The UK police are being accused of breaking ethical standards by using live facial recognition technology to help fight crime. A recent report by the University of Cambridge into trials of the technology by forces in London and south Wales was particularly concerned about the “lack of robust redress” for anyone suffering harm. It spoke of the need to “protect human rights and improve accountability” before facial recognition is used more widely.
The Cambridge team wants a broad ban on police using the technology, and they are not alone. UK civil liberties group Big Brother Watch has been running a “stop facial recognition” campaign as the government mulls how to regulate AI technologies. Meanwhile, 12 NGOs recently called on EU legislators to completely ban it, along with various other forms of biometric identification, in their upcoming AI Act.
Simply banning this technology would be a mistake, however. In my view, there’s a good case for a more measured approach.
Growing police use
The police forces in London and south Wales appear to be the only two in the UK currently using live facial recognition, which uses artificial intelligence software to compare an individual’s digital facial image with an existing facial image to estimate similarity. Manchester Police trialled it but were forced to pause by the surveillance camera commissioner in 2018 for not obtaining the necessary approvals.
In 2020 an appellate court also ruled against south Wales’ use of the technology, concluding the force’s legal framework for deployment effectively gave them unlimited discretion to do so. It made no difference to the court that the police had notified the public (known as overt operational deployment).
The London Metropolitan Police increasingly use facial recognition to locate missing persons, suspects, witnesses and victims. They have scanned individuals’ faces in city squares and at public events, using a facial recognition camera typically placed on a police vehicle or street pole. The public are alerted to the deployment through notices as they enter the recognition zone – unless that compromises policing tactics or deployment is urgent.
Between February 2020 and July 2022, the Met deployed the techology in eight locations including Piccadilly Circus. They are estimated to have viewed more than 150,000 faces, leading to nine arrests but also eight occasions where they targeted the wrong person.
The pros and cons
Facial recognition has evolved in recent years, for instance to work in real time, but inaccuracies and errors remain. In New Jersey, 228 wrongful arrests were reportedly made using (non-real time) facial recognition between January 2019 and April 2021. One black American spent 11 days in jail after being wrongly identified. False identifications can also lead to everything from missed flights to distressing police interrogations.

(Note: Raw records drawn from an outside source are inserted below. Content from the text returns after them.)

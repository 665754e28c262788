//! Runtime context tying configuration, connection pool and handlers together

use std::sync::Arc;

use serde_json::Value;
use tokio::sync::watch;
use tracing::{error, info, instrument};

use crate::config::{ConfigError, WorkerConfig};
use crate::enqueue::{EnqueueError, EnqueueOutcome, Enqueuer};
use crate::keys::Keys;
use crate::persistence::Connection;
use crate::registry::{HandlerRegistry, JobResult};
use crate::resource_pool::{Manager, PoolError, ResourcePool};
use crate::stats::Stats;
use crate::worker::{Poller, PollerConfig, PollerExit, WorkerPool, WorkerReport};

#[cfg(feature = "redis")]
use crate::persistence::RedisConnector;
#[cfg(feature = "redis")]
use crate::resource_pool::PoolConfig;

/// Errors that stop a run before any job is processed
#[derive(Debug, thiserror::Error)]
pub enum WorkError {
    #[error("configuration error: {0}")]
    Config(#[from] ConfigError),

    #[error("no store connection available: {0}")]
    Unavailable(#[from] PoolError),
}

/// Summary of a finished run
#[derive(Debug, Clone, PartialEq, Eq)]
pub struct RunReport {
    pub exit: PollerExit,
    pub workers: Vec<WorkerReport>,
}

impl RunReport {
    pub fn processed(&self) -> u64 {
        self.workers.iter().map(|w| w.processed).sum()
    }

    pub fn failed(&self) -> u64 {
        self.workers.iter().map(|w| w.failed).sum()
    }
}

/// Explicit worker runtime
///
/// Owns everything a run needs, so several independent runtimes can coexist
/// in one process. The connection pool is shared with the caller and is
/// never closed by the runtime.
///
/// # Example
///
/// ```
/// use rework::persistence::MemoryStore;
/// use rework::{PoolConfig, Queues, ResourcePool, Runtime, WorkerConfig};
///
/// # tokio_test::block_on(async {
/// let config = WorkerConfig::default()
///     .with_queues(Queues::parse("mail").unwrap())
///     .with_exit_on_complete(true);
/// let pool = ResourcePool::new(MemoryStore::new(), PoolConfig::new(2));
///
/// let mut runtime = Runtime::new(config, pool);
/// runtime.register("SendEmail", |_queue, _args| async { Ok(()) });
/// runtime.enqueue("mail", "SendEmail", vec![], false).await.unwrap();
///
/// let report = runtime.work_until_complete().await.unwrap();
/// assert_eq!(report.processed(), 1);
/// # });
/// ```
pub struct Runtime<M: Manager> {
    config: WorkerConfig,
    pool: ResourcePool<M>,
    keys: Keys,
    registry: Arc<HandlerRegistry>,
}

impl<M> Runtime<M>
where
    M: Manager,
    M::Resource: Connection,
{
    /// Create a runtime over an existing pool
    pub fn new(config: WorkerConfig, pool: ResourcePool<M>) -> Self {
        let keys = Keys::new(config.namespace.clone());
        Self {
            config,
            pool,
            keys,
            registry: Arc::new(HandlerRegistry::new()),
        }
    }

    /// Register a handler for a job class
    ///
    /// Handlers must be registered before [`Runtime::work`] is called.
    pub fn register<F, Fut>(&mut self, class: impl Into<String>, handler: F)
    where
        F: Fn(String, Vec<Value>) -> Fut + Send + Sync + 'static,
        Fut: std::future::Future<Output = JobResult> + Send + 'static,
    {
        Arc::make_mut(&mut self.registry).register(class, handler);
    }

    /// Replace the handler registry
    pub fn with_registry(mut self, registry: HandlerRegistry) -> Self {
        self.registry = Arc::new(registry);
        self
    }

    pub fn config(&self) -> &WorkerConfig {
        &self.config
    }

    pub fn pool(&self) -> &ResourcePool<M> {
        &self.pool
    }

    pub fn registry(&self) -> &HandlerRegistry {
        &self.registry
    }

    /// A producer handle sharing this runtime's pool and namespace
    pub fn enqueuer(&self) -> Enqueuer<M> {
        Enqueuer::new(self.pool.clone(), self.keys.clone())
    }

    /// Push a job onto a queue, optionally skipping exact duplicates
    pub async fn enqueue(
        &self,
        queue: &str,
        class: &str,
        args: Vec<Value>,
        dedupe: bool,
    ) -> Result<EnqueueOutcome, EnqueueError> {
        self.enqueuer().enqueue(queue, class, args, dedupe).await
    }

    /// Inspection handle over this runtime's namespace
    pub fn stats(&self) -> Stats<M> {
        Stats::new(self.pool.clone(), self.keys.clone())
    }

    /// Poll and process jobs until `shutdown` turns true, or until every queue
    /// is empty when exit-on-complete is set
    ///
    /// Returns once every worker has finished its in-flight job and
    /// unregistered.
    #[instrument(skip_all, fields(queues = %self.config.queues))]
    pub async fn work(&self, shutdown: watch::Receiver<bool>) -> Result<RunReport, WorkError> {
        self.config.validate()?;

        // Fail fast when the store cannot be reached at all
        drop(self.pool.acquire().await?);

        info!(config = %self.config, "Starting");

        let poller = Poller::new(
            self.pool.clone(),
            self.keys.clone(),
            PollerConfig::from(&self.config),
        );
        let (jobs, poller_handle) = poller.spawn(shutdown);

        let workers = WorkerPool::new(
            self.pool.clone(),
            self.keys.clone(),
            Arc::clone(&self.registry),
            self.config.concurrency,
            self.config.queues.names(),
        );
        let reports = workers.run(jobs).await;

        let exit = match poller_handle.await {
            Ok(exit) => exit,
            Err(err) => {
                error!(error = %err, "Poller task failed");
                PollerExit::StreamClosed
            }
        };

        let report = RunReport {
            exit,
            workers: reports,
        };
        info!(
            ?exit,
            processed = report.processed(),
            failed = report.failed(),
            "Stopped"
        );
        Ok(report)
    }

    /// Run until every queue is empty, regardless of the configured flag
    pub async fn work_until_complete(&self) -> Result<RunReport, WorkError> {
        let (_stop, shutdown) = watch::channel(false);
        let runtime = Runtime {
            config: self.config.clone().with_exit_on_complete(true),
            pool: self.pool.clone(),
            keys: self.keys.clone(),
            registry: Arc::clone(&self.registry),
        };
        runtime.work(shutdown).await
    }

    /// Run until Ctrl+C
    pub async fn work_until_ctrl_c(&self) -> Result<RunReport, WorkError> {
        let (stop, shutdown) = watch::channel(false);
        let signal = tokio::spawn(async move {
            if tokio::signal::ctrl_c().await.is_ok() {
                info!("Received shutdown signal");
                let _ = stop.send(true);
            }
        });

        let result = self.work(shutdown).await;
        signal.abort();
        result
    }
}

#[cfg(feature = "redis")]
impl Runtime<RedisConnector> {
    /// Connect to the configured Redis address
    ///
    /// The pool holds up to `connections` connections and discards ones
    /// idle for over a minute. No connection is opened until first use.
    pub fn connect(config: WorkerConfig) -> Result<Self, WorkError> {
        let connector = RedisConnector::new(&config.uri).map_err(PoolError::from)?;
        let pool = ResourcePool::new(
            connector,
            PoolConfig::new(config.connections)
                .with_idle_timeout(std::time::Duration::from_secs(60)),
        );
        Ok(Self::new(config, pool))
    }
}

impl<M: Manager> std::fmt::Debug for Runtime<M> {
    fn fmt(&self, f: &mut std::fmt::Formatter<'_>) -> std::fmt::Result {
        f.debug_struct("Runtime")
            .field("config", &self.config)
            .field("pool", &self.pool)
            .field("registry", &self.registry)
            .finish()
    }
}
//! Weighted queue poller
//!
//! Sweeps the queue rotation with non-blocking pops and feeds discovered
//! jobs into the job stream. A connection is checked out for each pop and
//! released before the job is emitted or the poller sleeps.

use std::time::Duration;

use tokio::sync::{mpsc, watch};
use tokio::task::JoinHandle;
use tracing::{debug, error, info, instrument, trace, warn};

use crate::codec::{self, CodecError, Job};
use crate::config::{Queues, WorkerConfig};
use crate::keys::Keys;
use crate::persistence::{Connection, StoreError};
use crate::resource_pool::{Manager, PoolError, ResourcePool};

/// Polling configuration
#[derive(Debug, Clone, PartialEq)]
pub struct PollerConfig {
    /// Weighted rotation to sweep
    pub queues: Queues,

    /// Sleep after a sweep that found every queue empty
    pub interval: Duration,

    /// End the job stream after the first all-empty sweep instead of sleeping
    pub exit_on_complete: bool,
}

impl PollerConfig {
    pub fn new(queues: Queues) -> Self {
        Self {
            queues,
            interval: Duration::from_secs(5),
            exit_on_complete: false,
        }
    }

    pub fn with_interval(mut self, interval: Duration) -> Self {
        self.interval = interval;
        self
    }

    pub fn with_exit_on_complete(mut self, exit_on_complete: bool) -> Self {
        self.exit_on_complete = exit_on_complete;
        self
    }
}

impl From<&WorkerConfig> for PollerConfig {
    fn from(config: &WorkerConfig) -> Self {
        Self {
            queues: config.queues.clone(),
            interval: config.interval,
            exit_on_complete: config.exit_on_complete,
        }
    }
}

/// Poller errors
#[derive(Debug, thiserror::Error)]
pub enum PollerError {
    #[error("pool error: {0}")]
    Pool(#[from] PoolError),

    #[error("store error: {0}")]
    Store(#[from] StoreError),

    /// A popped entry could not be decoded; the entry is dropped
    #[error("malformed job in queue {queue}: {source}")]
    Malformed {
        queue: String,
        #[source]
        source: CodecError,
    },
}

/// Result of one pop attempt
#[derive(Debug, Clone, PartialEq)]
pub enum Poll {
    /// A job was popped and decoded
    Job(Job),

    /// The queue under the cursor was empty
    Empty,
}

Specific groups are disproportionately affected. A 2019 US study found that women are two-to-five times more likely to be falsely identified, while the risks are ten-to-100 times greater for black and Asian faces than white ones. Given that police already disproportionately stop and search ethnic minorities, this shortcoming in the technology could potentially even be used to sustain such practices.
Another risk is that police covertly install facial recognition cameras permanently. This could help the state to crack down on public protests, for example. There is already a pending legal challenge against Russia before the European Court of Human Rights over such practices, and fear of state surveillance is one reason why many want this technology banned.
Nonetheless, facial recognition has its benefits. It can help police to find serious criminals, including terrorists, not to mention missing children and people at risk of harming themselves or others.
Like it or not, we also live under colossal corporate surveillance capitalism already. The UK and US have among the most installed CCTV cameras in the world. London residents are filmed 300 times a day on average, and police can usually use the data without a search warrant. As if that wasn’t bad enough, big tech companies know almost everything personal about us. Worrying about live facial recognition is inconsistent with our tolerance of all this surveillance.
A better approach
Instead of an outright ban, even of covert facial recognition, I’m in favour of a statutory law to clarify when this technology can be deployed. For one thing, police in the UK can currently use it to track people on their watchlists, but this can include even those charged with minor crimes. There are also no uniform criteria for deciding who can be listed.
Under the EU’s proposed law, facial recognition could only be deployed against those suspected of crimes carrying a maximum sentence of upwards of three years. That would appear to be a reasonable cut-off.
Secondly, a court or similar independent body should always have to authorise deployment, including assessing whether it would be proportionate to the police objective in question. In the Met, authorisation currently has to come from a police officer ranked superintendent or higher, and they do have to make a call on proportionality – but this should not be a police decision.
We also need clear, auditable ethical standards for what happens during and after the technology is deployed. Images of wrongly identified people should be deleted immediately, for instance. Unfortunately, Met policy on this is unclear at present. The Met is trying to use the technology responsibly in other respects, but this is not enough in itself.
Last but not least, the potential for discrimination should be tackled by legally requiring developers to train the AI on a diverse enough range of communities to meet a minimum threshold. This sort of framework should allow society to enjoy the benefits of live facial recognition without the harms. Simply banning something that requires a delicate balancing of competing interests is the wrong move entirely.